Resolvi pintar essa tela quando cheguei em casa, num final daqueles dias em que tudo o que precisamos é desabafar e conversar com alguém em quem confiamos para eles simplesmente te olharem e dizerem:
-Fique quieto que é o último capítulo da novela!
Pintar esse quadro foi a forma mais original e mais indignada que consegui para exteriorizar o meu repúdio, a minha indignação a essa verdadeira lavagem cerebral, a essa invasão de mentes, a essa massificação de pensamentos, a essa invasão de um Movimento Sem Terra, que tenta fazer uma redistribuição de áreas produtivas de seu cérebro.
Após terminar minha obra-prima, que levou o mesmo tempo do último capítulo da novela, que, diga-se de passagem, foi mais comprido que todos os demais trezentos e noventa e sete capítulos do ano, pude, finalmente, apresentar a minha mãe, para sua apreciação crítica, ao mesmo tempo em que esperava ao mostrar-lhe meu talento, dar uma lição do que é possível se fazer ao invés de perder seu tempo assistindo a coisas banais e sem sentido, como novelas.
Ela, então parou, e enquanto enxugava as lágrimas que derramou com a separação do casal de protagonistas e, principalmente de seu protagonista preferido, o ator Francisco Beltrão.

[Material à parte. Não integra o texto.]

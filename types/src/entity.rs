use serde::{Deserialize, Serialize};

use crate::{EntityId, LanguageTag, VersionStamp};

/// Granularity of a code entity.
#[derive(Debug, Clone, Copy, PartialEq, Eq, Hash, Serialize, Deserialize)]
#[serde(rename_all = "lowercase")]
pub enum EntityKind {
    Document,
    Project,
}

impl EntityKind {
    #[must_use]
    pub fn as_str(self) -> &'static str {
        match self {
            Self::Document => "document",
            Self::Project => "project",
        }
    }
}

/// A document or project as seen by the analysis engine.
///
/// Only the identity and version matter here; content is resolved through
/// the compilation provider when an analyzer actually runs.
#[derive(Debug, Clone, PartialEq, Eq, Hash, Serialize, Deserialize)]
pub struct CodeEntity {
    id: EntityId,
    kind: EntityKind,
    language: LanguageTag,
    version: VersionStamp,
}

impl CodeEntity {
    #[must_use]
    pub fn document(id: EntityId, language: LanguageTag, version: VersionStamp) -> Self {
        Self {
            id,
            kind: EntityKind::Document,
            language,
            version,
        }
    }

    #[must_use]
    pub fn project(id: EntityId, language: LanguageTag, version: VersionStamp) -> Self {
        Self {
            id,
            kind: EntityKind::Project,
            language,
            version,
        }
    }

    #[must_use]
    pub fn id(&self) -> &EntityId {
        &self.id
    }

    #[must_use]
    pub fn kind(&self) -> EntityKind {
        self.kind
    }

    #[must_use]
    pub fn language(&self) -> &LanguageTag {
        &self.language
    }

    #[must_use]
    pub fn version(&self) -> VersionStamp {
        self.version
    }

    /// The same entity at a different version.
    #[must_use]
    pub fn at_version(&self, version: VersionStamp) -> Self {
        Self {
            version,
            ..self.clone()
        }
    }
}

Apenas sorriu ao olhar para a tela, causando em mim, confesso, uma alegria e uma satisfação que nunca havia experimentado: a alegria de minha mãe por algo que eu havia produzido com minhas próprias mãos, sem interferências da televisão, de seus atores e diretores e, além de tudo, sendo uma obra de protesto pela massificação que quase havia engolido minha própria mãe.
Ela apenas disse uma frase, que para mim soou como a apreciação do próprio Leonardo Da Vinci reencarnado, me elevando ao seleto grupo dos imortais artistas plásticos de todos os tempos:
- Este morro com suas sombras me lembra algo familiar, disse ela.
- O quê ele te lembra minha mãe?
- Traços da pintura de Monet ou do maior mestre, Van Gogh?
- Não, meu filho! Parece a fisionomia de um ator de novelas.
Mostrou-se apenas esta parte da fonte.